Les décisions absurdes, II de Christian MOREL

Contre les effets pervers de la pénalisation judiciaire, des politiques de non-punition des erreurs

Dossier : Sécurité des transportsMagazine N°704 Avril 2015
Par Christian MOREL

Lorsque des erreurs d’une cer­taine impor­tance sont com­mises, la réponse habi­tuelle est la puni­tion : répri­mande ver­bale, note d’appréciation réduite, aver­tis­se­ment écrit, mise à pied, muta­tion, exclu­sion, sanc­tion pénale ou civile, etc. Cette réponse est en har­mo­nie avec les attentes de la société.

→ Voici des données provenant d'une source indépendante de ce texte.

#[cfg(test)]
mod tests {
    use super::*;
    use std::fs;
    use tempfile::tempdir;

    fn data_args(config: Option<PathBuf>, set_values: &[&str]) -> DataArgs {
        DataArgs {
            input: PathBuf::from("data.xyz"),
            config,
            target: None,
            set_values: set_values.iter().map(|s| s.to_string()).collect(),
        }
    }

    fn predict_args(data: DataArgs) -> PredictArgs {
        PredictArgs {
            data,
            model: None,
            test_fraction: None,
            seed: None,
            output: None,
        }
    }

    fn write_config(contents: &str) -> (tempfile::TempDir, PathBuf) {
        let dir = tempdir().unwrap();
        let path = dir.path().join("config.toml");
        fs::write(&path, contents).unwrap();
        (dir, path)
    }

    #[test]
    fn defaults_fill_everything_without_a_file() {
        let settings = build_predict_config(&predict_args(data_args(None, &[]))).unwrap();
        let defaults = DefaultsConfig::default();
        let cfg = settings.core_config;

        assert_eq!(settings.data.target, "energy");
        assert_eq!(cfg.features.kinds, vec![FeatureKind::EigenSpectrum]);
        assert_eq!(cfg.model.name(), "gaussian-process");
        assert_eq!(cfg.split.test_fraction, defaults.test_fraction);
        assert_eq!(cfg.split.seed, defaults.seed);
        assert!(cfg.uncertainty);
    }

    #[test]
    fn file_values_are_merged() {
        let (_dir, path) = write_config(
            r#"
            [data]
            target = "gap"

            [features]
            kinds = ["composition", "graph"]
            graph-properties = ["electronegativity"]
            bond-buffer = 0.4

            [model]
            type = "ridge"
            grid-points = 50

            [split]
            test-fraction = 0.5
            shuffle = false
            "#,
        );
        let settings = build_predict_config(&predict_args(data_args(Some(path), &[]))).unwrap();
        let cfg = settings.core_config;

        assert_eq!(settings.data.target, "gap");
        assert_eq!(
            cfg.features.kinds[1],
            FeatureKind::Graph {
                properties: vec![AtomicProperty::Electronegativity],
                bond_buffer: 0.4,
            }
        );
        assert!(matches!(
            cfg.model,
            core_config::ModelConfig::Ridge { grid_points: 50, .. }
        ));
        assert_eq!(cfg.split.test_fraction, 0.5);
        assert!(!cfg.split.shuffle);
    }

    #[test]
    fn cli_overrides_file_and_set_overrides_file() {
        let (_dir, path) = write_config(
            r#"
            [model]
            type = "ridge"

            [split]
            test-fraction = 0.5
            seed = 1
            "#,
        );
        let mut args = predict_args(data_args(
            Some(path),
            &["split.seed=9", "model.regularization=0.05", "data.target=homo"],
        ));
        args.model = Some(ModelKind::Gp);
        args.test_fraction = Some(0.25);

        let settings = build_predict_config(&args).unwrap();
        let cfg = settings.core_config;
        assert_eq!(settings.data.target, "homo");
        assert_eq!(cfg.split.test_fraction, 0.25);
        assert_eq!(cfg.split.seed, 9);
        assert!(matches!(
            cfg.model,
            core_config::ModelConfig::GaussianProcess { regularization, .. } if regularization == 0.05
        ));
    }

    #[test]
    fn invalid_set_values_are_rejected() {
        for bad in ["split.seed", "split.seed=abc", "unknown.key=1", "model.type=svm"] {
            let args = predict_args(data_args(None, &[bad]));
            assert!(
                matches!(build_predict_config(&args), Err(CliError::Config(_))),
                "{} should be rejected",
                bad
            );
        }
    }

    #[test]
    fn out_of_range_values_surface_as_config_errors() {
        let args = predict_args(data_args(None, &["split.test-fraction=1.5"]));
        assert!(matches!(
            build_predict_config(&args),
            Err(CliError::Config(msg)) if msg.contains("test-fraction")
        ));
    }

    #[test]
    fn unknown_feature_kind_is_rejected() {
        let args = predict_args(data_args(None, &["features.kinds=eigenspectrum,bogus"]));
        assert!(matches!(
            build_predict_config(&args),
            Err(CliError::Config(msg)) if msg.contains("'bogus'")
        ));
    }

    #[test]
    fn learning_curve_flags_override_validation() {
        let args = LearningCurveArgs {
            data: data_args(None, &["validation.seed=3"]),
            model: Some(ModelKind::Ridge),
            min_split: Some(10),
            max_split: Some(40),
            output: None,
        };
        let cfg = build_learning_curve_config(&args).unwrap().core_config;
        assert_eq!(cfg.validation.min_split, 10);
        assert_eq!(cfg.validation.max_split, Some(40));
        assert_eq!(cfg.validation.seed, 3);
        assert_eq!(cfg.model.name(), "ridge");
    }

    #[test]
    fn build_flags_override_builder_section() {
        let (_dir, path) = write_config(
            r#"
            [builder]
            expand = true
            size = 8
            screening-method = "sis"
            exponents = [1, 3]
            "#,
        );
        let args = BuildArgs {
            data: data_args(Some(path), &["builder.lasso-steps=5"]),
            store: Some(PathBuf::from("tables")),
            size: Some(4),
            no_expand: true,
            no_optimize: false,
        };
        let cfg = build_build_config(&args).unwrap().core_config;
        assert!(!cfg.builder.expand);
        assert_eq!(cfg.builder.size, Some(4));
        assert_eq!(cfg.builder.store, Some(PathBuf::from("tables")));
        assert_eq!(cfg.builder.exponents, (1, 3));
        assert_eq!(cfg.builder.lasso_steps, 5);
        assert_eq!(
            cfg.builder.screening_method,
            atoml::core::selection::screening::ScreeningMethod::Sis
        );
    }

    #[test]
    fn neb_merges_flags_file_and_defaults() {
        let (_dir, path) = write_config("[neb]\nimages = 9\nfmax = 0.01\n");
        let args = NebArgs {
            initial: PathBuf::from("a.xyz"),
            final_state: PathBuf::from("b.xyz"),
            potential: PathBuf::from("lj.toml"),
            config: Some(path),
            images: None,
            climb: true,
            output: None,
            set_values: vec!["neb.max-steps=50".to_string()],
        };
        let settings = build_neb_config(&args).unwrap();
        let cfg = settings.core_config;
        assert_eq!(cfg.images, 9);
        assert_eq!(cfg.fmax, 0.01);
        assert_eq!(cfg.max_steps, 50);
        assert!(cfg.climbing_image);
        assert_eq!(settings.output, PathBuf::from("neb-path.xyz"));
    }
}
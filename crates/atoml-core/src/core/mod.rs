//! # Core Module
//!
//! Fundamental building blocks for atomistic machine learning.
//!
//! - **Structures and data** ([`models`]) - Elements, atoms, structures, datasets and feature matrices
//! - **File I/O** ([`io`]) - Extended XYZ structure files and the CSV feature store
//! - **Fingerprints** ([`features`]) - Graph, Coulomb, composition and distance feature vectors,
//!   combinatorial expansion and preprocessing
//! - **Regression** ([`regression`]) - Ridge regression, Gaussian processes, kernels and metrics
//! - **Feature selection** ([`selection`]) - Correlation screening, lasso ordering and PCA
//! - **Potentials** ([`potentials`]) - Pair-potential calculators used by path searches

pub mod features;
pub mod io;
pub mod models;
pub mod potentials;
pub mod regression;
pub mod selection;
use super::FeatureError;
use crate::core::models::matrix::FeatureMatrix;
use nalgebra::{DMatrix, DVector};

/// Columns whose training values are all equal.
pub fn zero_variance_columns(train: &DMatrix<f64>) -> Vec<usize> {
    (0..train.ncols())
        .filter(|&c| {
            let column = train.column(c);
            match column.iter().next() {
                Some(&first) => {
                    let tol = 1e-12 * first.abs().max(1.0);
                    column.iter().all(|&v| (v - first).abs() <= tol)
                }
                None => true,
            }
        })
        .collect()
}

#[derive(Debug, Clone, PartialEq)]
pub struct Cleaned {
    pub train: FeatureMatrix,
    pub test: Option<FeatureMatrix>,
    pub removed: Vec<usize>,
}

fn check_width(train: &FeatureMatrix, test: Option<&FeatureMatrix>) -> Result<(), FeatureError> {
    match test {
        Some(t) if t.ncols() != train.ncols() => Err(FeatureError::WidthMismatch {
            expected: train.ncols(),
            found: t.ncols(),
        }),
        _ => Ok(()),
    }
}

/// Drops features that carry no information in the training data from both matrices.
pub fn clean_zero(
    train: &FeatureMatrix,
    test: Option<&FeatureMatrix>,
) -> Result<Cleaned, FeatureError> {
    check_width(train, test)?;
    let removed = zero_variance_columns(train.data());
    Ok(Cleaned {
        train: train.remove_columns(&removed),
        test: test.map(|t| t.remove_columns(&removed)),
        removed,
    })
}

/// Column-wise affine scaling fitted on training data.
#[derive(Debug, Clone, PartialEq)]
pub struct Scaler {
    mean: DVector<f64>,
    std: DVector<f64>,
}

impl Scaler {
    /// Fits the per-column mean and population standard deviation. Columns with zero
    /// deviation get a scale of one so they are only centred.
    pub fn fit(train: &DMatrix<f64>) -> Self {
        let n = train.nrows().max(1) as f64;
        let mean = DVector::from_iterator(
            train.ncols(),
            train.column_iter().map(|c| c.sum() / n),
        );
        let std = DVector::from_iterator(
            train.ncols(),
            train.column_iter().zip(mean.iter()).map(|(c, &m)| {
                let var = c.iter().map(|v| (v - m).powi(2)).sum::<f64>() / n;
                let sd = var.sqrt();
                if sd > 0.0 { sd } else { 1.0 }
            }),
        );
        Self { mean, std }
    }

    pub fn mean(&self) -> &DVector<f64> {
        &self.mean
    }

    pub fn std(&self) -> &DVector<f64> {
        &self.std
    }

    pub fn transform(&self, x: &DMatrix<f64>) -> Result<DMatrix<f64>, FeatureError> {
        if x.ncols() != self.mean.len() {
            return Err(FeatureError::WidthMismatch {
                expected: self.mean.len(),
                found: x.ncols(),
            });
        }
        Ok(DMatrix::from_fn(x.nrows(), x.ncols(), |r, c| {
            (x[(r, c)] - self.mean[c]) / self.std[c]
        }))
    }

    pub fn transform_matrix(&self, x: &FeatureMatrix) -> Result<FeatureMatrix, FeatureError> {
        let data = self.transform(x.data())?;
        Ok(FeatureMatrix::new(data, x.names().to_vec()).unwrap_or_else(|| x.clone()))
    }
}

#[derive(Debug, Clone, PartialEq)]
pub struct Standardized {
    pub train: FeatureMatrix,
    pub test: Option<FeatureMatrix>,
    pub scaler: Scaler,
}

/// Centres and scales both matrices by the training statistics.
pub fn standardize(
    train: &FeatureMatrix,
    test: Option<&FeatureMatrix>,
) -> Result<Standardized, FeatureError> {
    check_width(train, test)?;
    let scaler = Scaler::fit(train.data());
    Ok(Standardized {
        train: scaler.transform_matrix(train)?,
        test: test.map(|t| scaler.transform_matrix(t)).transpose()?,
        scaler,
    })
}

[…] Des orga­ni­sa­tions s’orientent vers une poli­tique radi­ca­le­ment contraire : la non-puni­tion. Celle-ci est fon­dée sur l’idée d’inciter les acteurs à ne pas cacher, par peur des sanc­tions, une infor­ma­tion qu’ils détiennent qui pour­rait se révé­ler déter­mi­nante pour évi­ter la repro­duc­tion de l’erreur.

L’immunité pour connaître

Le motif prin­ci­pal de l’immunité est que la puni­tion dis­suade de révé­ler l’erreur et d’en tirer une connais­sance par­ta­gée afin d’éviter sa répé­ti­tion. Pour le dire sim­ple­ment : la puni­tion est mère du silence.

La prio­ri­té don­née à la connais­sance par rap­port à la sanc­tion est par­fai­te­ment illus­trée par le sys­tème d’Air France. Le seul acte de sanc­tion pré­vu est de punir, non l’erreur, mais le fait de refu­ser de contri­buer, quoique de façon ano­nyme, à l’explication de l’erreur.

La démarche d’immunité est aus­si un moyen de dépas­ser l’attitude clas­sique consis­tant à mul­ti­plier les règles à seule fin de se pré­mu­nir de sanc­tions éventuelles.

La règle per­met à son auteur (la direc­tion) mis en cause de ren­voyer l’accusation à celui qui l’a enfreinte. On ne se pré­oc­cupe pas de savoir si la règle est appli­cable ; l’objectif est uni­que­ment de se dédouaner.

Effets pervers de la pénalisation judiciaire

La crainte de la péna­li­sa­tion incite les acteurs à limi­ter les ana­lyses des acci­dents et erreurs. Un avo­cat spé­cia­li­sé dans les acci­dents du tra­vail deman­dait aux entre­prises d’enlever des élé­ments dans l’arbre des causes, l’étude appro­fon­die des­ti­née à évi­ter la repro­duc­tion de l’accident, afin d’empêcher que des infor­ma­tions soient uti­li­sées par la jus­tice pour iden­ti­fier des coupables.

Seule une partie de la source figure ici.